+++ Supplied records

//! Threshold-to-AP result mapping and range-average queries.

use crate::error::{LocEvalError, Result};
use crate::types::ThresholdReport;
use std::cmp::Ordering;
use std::collections::BTreeMap;

/// Exact-value map key for a threshold.
#[derive(Debug, Clone, Copy)]
struct ThresholdKey(f64);

impl PartialEq for ThresholdKey {
    fn eq(&self, other: &Self) -> bool {
        self.cmp(other) == Ordering::Equal
    }
}

impl Eq for ThresholdKey {}

impl PartialOrd for ThresholdKey {
    fn partial_cmp(&self, other: &Self) -> Option<Ordering> {
        Some(self.cmp(other))
    }
}

impl Ord for ThresholdKey {
    fn cmp(&self, other: &Self) -> Ordering {
        self.0.total_cmp(&other.0)
    }
}

/// Completed `threshold -> AP` mapping of one evaluation run.
///
/// Keys are the exact threshold values that were evaluated; lookups never
/// fall back to a nearby threshold.
#[derive(Debug, Clone, Default)]
pub struct MapResults {
    reports: BTreeMap<ThresholdKey, ThresholdReport>,
}

impl MapResults {
    /// Create an empty result mapping.
    pub fn new() -> Self {
        Self::default()
    }

    /// Build a mapping from per-threshold reports. A later report for the same
    /// threshold replaces an earlier one.
    pub fn from_reports<I: IntoIterator<Item = ThresholdReport>>(reports: I) -> Self {
        let mut results = Self::new();
        for report in reports {
            results.insert(report);
        }
        results
    }

    pub fn insert(&mut self, report: ThresholdReport) {
        self.reports.insert(ThresholdKey(report.threshold), report);
    }

    /// Mean AP over the given thresholds.
    ///
    /// # Errors
    ///
    /// Returns `EmptyQuery` for an empty list and `MissingThreshold` for the
    /// first threshold that is not an exact key.
    ///
    /// # Example
    ///
    /// ```
    /// use locmap_eval::results::MapResults;
    /// use locmap_eval::types::ThresholdReport;
    ///
    /// let report = |threshold, ap| ThresholdReport {
    ///     threshold, ap, ground_truth: 0, true_positives: 0,
    ///     false_positives: 0, ignored_detections: 0, precision: 0.0, recall: 0.0,
    /// };
    /// let results = MapResults::from_reports(vec![report(5.0, 40.0), report(10.0, 60.0)]);
    /// assert_eq!(results.get(&[5.0, 10.0]).unwrap(), 50.0);
    /// assert!(results.get(&[7.5]).is_err());
    /// ```
    pub fn get(&self, thresholds: &[f64]) -> Result<f64> {
        if thresholds.is_empty() {
            return Err(LocEvalError::EmptyQuery);
        }

        let mut sum = 0.0;
        for &threshold in thresholds {
            sum += self.ap(threshold).ok_or(LocEvalError::MissingThreshold(threshold))?;
        }

        Ok(sum / thresholds.len() as f64)
    }

    /// Raw AP at one threshold.
    pub fn ap(&self, threshold: f64) -> Option<f64> {
        self.report(threshold).map(|r| r.ap)
    }

    pub fn report(&self, threshold: f64) -> Option<&ThresholdReport> {
        self.reports.get(&ThresholdKey(threshold))
    }

    /// Reports in ascending threshold order.
    pub fn reports(&self) -> impl Iterator<Item = &ThresholdReport> {
        self.reports.values()
    }

    /// Evaluated thresholds in ascending order.
    pub fn thresholds(&self) -> Vec<f64> {
        self.reports.keys().map(|k| k.0).collect()
    }

    pub fn contains(&self, threshold: f64) -> bool {
        self.reports.contains_key(&ThresholdKey(threshold))
    }

    pub fn len(&self) -> usize {
        self.reports.len()
    }

    pub fn is_empty(&self) -> bool {
        self.reports.is_empty()
    }

    /// Serialize the reports, ascending by threshold, as a JSON array.
    pub fn to_json(&self) -> Result<String> {
        let reports: Vec<&ThresholdReport> = self.reports().collect();
        Ok(serde_json::to_string_pretty(&reports)?)
    }
}
//! Comprehensive edge case and boundary condition tests.

use locmap_eval::accumulator::accumulate;
use locmap_eval::evaluator::evaluate_threshold;
use locmap_eval::matching::match_frame;
use locmap_eval::scheduler::run;
use locmap_eval::types::{FramePoint, MatchState, PointRecord, SequenceTable};

fn create_point(x: f64, y: f64, value: f64) -> FramePoint {
    FramePoint::new(x, y, 20.0, 20.0, value)
}

fn create_record(frame_id: i64, x: f64, y: f64, value: f64) -> PointRecord {
    PointRecord::new(frame_id, -1, x, y, 20.0, 20.0, value)
}

fn single_sequence(records: Vec<PointRecord>) -> SequenceTable {
    let mut table = SequenceTable::new();
    table.insert(1, records);
    table
}

// ============================================================================
// MATCHING EDGE CASES
// ============================================================================

#[test]
fn test_empty_detections_with_ground_truth() {
    let matched = match_frame(&[create_point(10.0, 10.0, 0.0)], &[], 5.0);
    assert!(matched.detections.is_empty());
    assert_eq!(matched.ground_truth[0].state, MatchState::Unmatched);
}

#[test]
fn test_empty_ground_truth_with_detections() {
    let matched = match_frame(&[], &[create_point(10.0, 10.0, 0.9)], 5.0);
    assert_eq!(matched.detections.len(), 1);
    assert_eq!(matched.detections[0].state, MatchState::Unmatched, "Should be false positive");
}

#[test]
fn test_many_detections_one_ground_truth() {
    let ground_truth = vec![create_point(50.0, 50.0, 0.0)];
    let detections: Vec<FramePoint> = (0..10)
        .map(|i| create_point(50.0 + i as f64 * 0.1, 50.0, 0.9 - i as f64 * 0.05))
        .collect();

    let matched = match_frame(&ground_truth, &detections, 5.0);
    let tp = matched.detections.iter().filter(|d| d.state == MatchState::Matched).count();
    assert_eq!(tp, 1, "Only one detection can claim the point");
    assert_eq!(matched.detections[0].state, MatchState::Matched, "Highest score wins");
}

#[test]
fn test_ties_in_score_keep_input_order() {
    let ground_truth = vec![create_point(0.0, 0.0, 0.0)];
    let detections = vec![create_point(2.0, 0.0, 0.5), create_point(1.0, 0.0, 0.5)];

    let matched = match_frame(&ground_truth, &detections, 5.0);
    assert_eq!(matched.detections[0].state, MatchState::Matched);
    assert_eq!(matched.detections[1].state, MatchState::Unmatched);
}

#[test]
fn test_zero_size_boxes() {
    let ground_truth = vec![FramePoint::new(5.0, 5.0, 0.0, 0.0, 0.0)];
    let detections = vec![FramePoint::new(5.0, 5.0, 0.0, 0.0, 0.7)];

    let matched = match_frame(&ground_truth, &detections, 0.001);
    assert_eq!(matched.detections[0].state, MatchState::Matched);
}

#[test]
fn test_box_size_shifts_center() {
    // Same corner, different sizes: centers 10 apart.
    let ground_truth = vec![FramePoint::new(0.0, 0.0, 20.0, 0.0, 0.0)];
    let detections = vec![FramePoint::new(0.0, 0.0, 0.0, 0.0, 0.7)];

    assert_eq!(match_frame(&ground_truth, &detections, 9.99).detections[0].state, MatchState::Unmatched);
    assert_eq!(match_frame(&ground_truth, &detections, 10.0).detections[0].state, MatchState::Matched);
}

#[test]
fn test_negative_ignore_flag_is_ignore() {
    let ground_truth = vec![create_point(0.0, 0.0, -1.0)];
    let detections = vec![create_point(0.0, 0.0, 0.9)];

    let matched = match_frame(&ground_truth, &detections, 5.0);
    assert_eq!(matched.detections[0].state, MatchState::IgnoredMatch);
}

#[test]
fn test_only_ignore_points() {
    let ground_truth = single_sequence(vec![create_record(1, 0.0, 0.0, 1.0), create_record(1, 100.0, 0.0, 1.0)]);
    let detections = single_sequence(vec![create_record(1, 0.0, 0.0, 0.9), create_record(1, 300.0, 0.0, 0.8)]);

    let report = evaluate_threshold(&ground_truth, &detections, 5.0).unwrap();
    assert_eq!(report.ignored_detections, 1);
    assert_eq!(report.false_positives, 1);
    assert_eq!(report.ap, 0.0);
}

// ============================================================================
// ACCUMULATION EDGE CASES
// ============================================================================

#[test]
fn test_empty_frames_contribute_nothing() {
    let ground_truth = single_sequence(vec![create_record(1, 0.0, 0.0, 0.0), create_record(10, 0.0, 0.0, 0.0)]);
    let detections = single_sequence(vec![create_record(1, 0.0, 0.0, 0.9), create_record(10, 0.0, 0.0, 0.8)]);

    let ledger = accumulate(&ground_truth, &detections, 5.0);
    assert_eq!(ledger.ground_truth.len(), 2);
    assert_eq!(ledger.detections.len(), 2);
}

#[test]
fn test_sequence_without_ground_truth_records() {
    let mut ground_truth = SequenceTable::new();
    ground_truth.insert(1, vec![]);
    let detections = single_sequence(vec![create_record(1, 0.0, 0.0, 0.9)]);

    let ledger = accumulate(&ground_truth, &detections, 5.0);
    assert!(ledger.ground_truth.is_empty());
    assert!(ledger.detections.is_empty());
}

#[test]
fn test_detection_only_sequence_ignored() {
    let ground_truth = single_sequence(vec![create_record(1, 0.0, 0.0, 0.0)]);
    let mut detections = single_sequence(vec![create_record(1, 0.0, 0.0, 0.9)]);
    detections.insert(2, vec![create_record(1, 0.0, 0.0, 0.99)]);

    let report = evaluate_threshold(&ground_truth, &detections, 5.0).unwrap();
    assert!((report.ap - 100.0).abs() < 1e-10);
}

#[test]
fn test_no_ground_truth_at_all() {
    let report = evaluate_threshold(&SequenceTable::new(), &SequenceTable::new(), 5.0).unwrap();
    assert_eq!(report.ap, 0.0);
    assert_eq!(report.ground_truth, 0);
}

#[test]
fn test_inputs_unchanged_after_run() {
    let ground_truth = single_sequence(vec![create_record(1, 0.0, 0.0, 1.0), create_record(1, 50.0, 0.0, 0.0)]);
    let detections = single_sequence(vec![create_record(1, -5.0, 0.0, -0.3), create_record(1, 50.0, 0.0, 0.8)]);
    let (gt_before, det_before) = (ground_truth.clone(), detections.clone());

    run(&ground_truth, &detections, &[1.0, 5.0, 10.0], 3).unwrap();

    assert_eq!(ground_truth, gt_before);
    assert_eq!(detections, det_before);
}

// ============================================================================
// THRESHOLD EDGE CASES
// ============================================================================

#[test]
fn test_more_workers_than_thresholds() {
    let ground_truth = single_sequence(vec![create_record(1, 0.0, 0.0, 0.0)]);
    let detections = single_sequence(vec![create_record(1, 2.0, 0.0, 0.9)]);

    let results = run(&ground_truth, &detections, &[1.0, 3.0], 32).unwrap();
    assert_eq!(results.len(), 2);
    assert_eq!(results.ap(1.0), Some(0.0));
    assert_eq!(results.ap(3.0), Some(100.0));
}

#[test]
fn test_unsorted_thresholds() {
    let ground_truth = single_sequence(vec![create_record(1, 0.0, 0.0, 0.0)]);
    let detections = single_sequence(vec![create_record(1, 2.0, 0.0, 0.9)]);

    let results = run(&ground_truth, &detections, &[25.0, 1.0, 7.5], 2).unwrap();
    assert_eq!(results.thresholds(), vec![1.0, 7.5, 25.0]);
}

#[test]
fn test_tiny_threshold() {
    let ground_truth = single_sequence(vec![create_record(1, 0.0, 0.0, 0.0)]);
    let detections = single_sequence(vec![create_record(1, 1e-3, 0.0, 0.9)]);

    let report = evaluate_threshold(&ground_truth, &detections, 1e-6).unwrap();
    assert_eq!(report.ap, 0.0);
}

++++++

Problem to solve
Each line that includes the string "Debug" should be copied from the data.

Solution for this task
#[derive(Debug, Clone, Copy)]
#[derive(Debug, Clone, Default)]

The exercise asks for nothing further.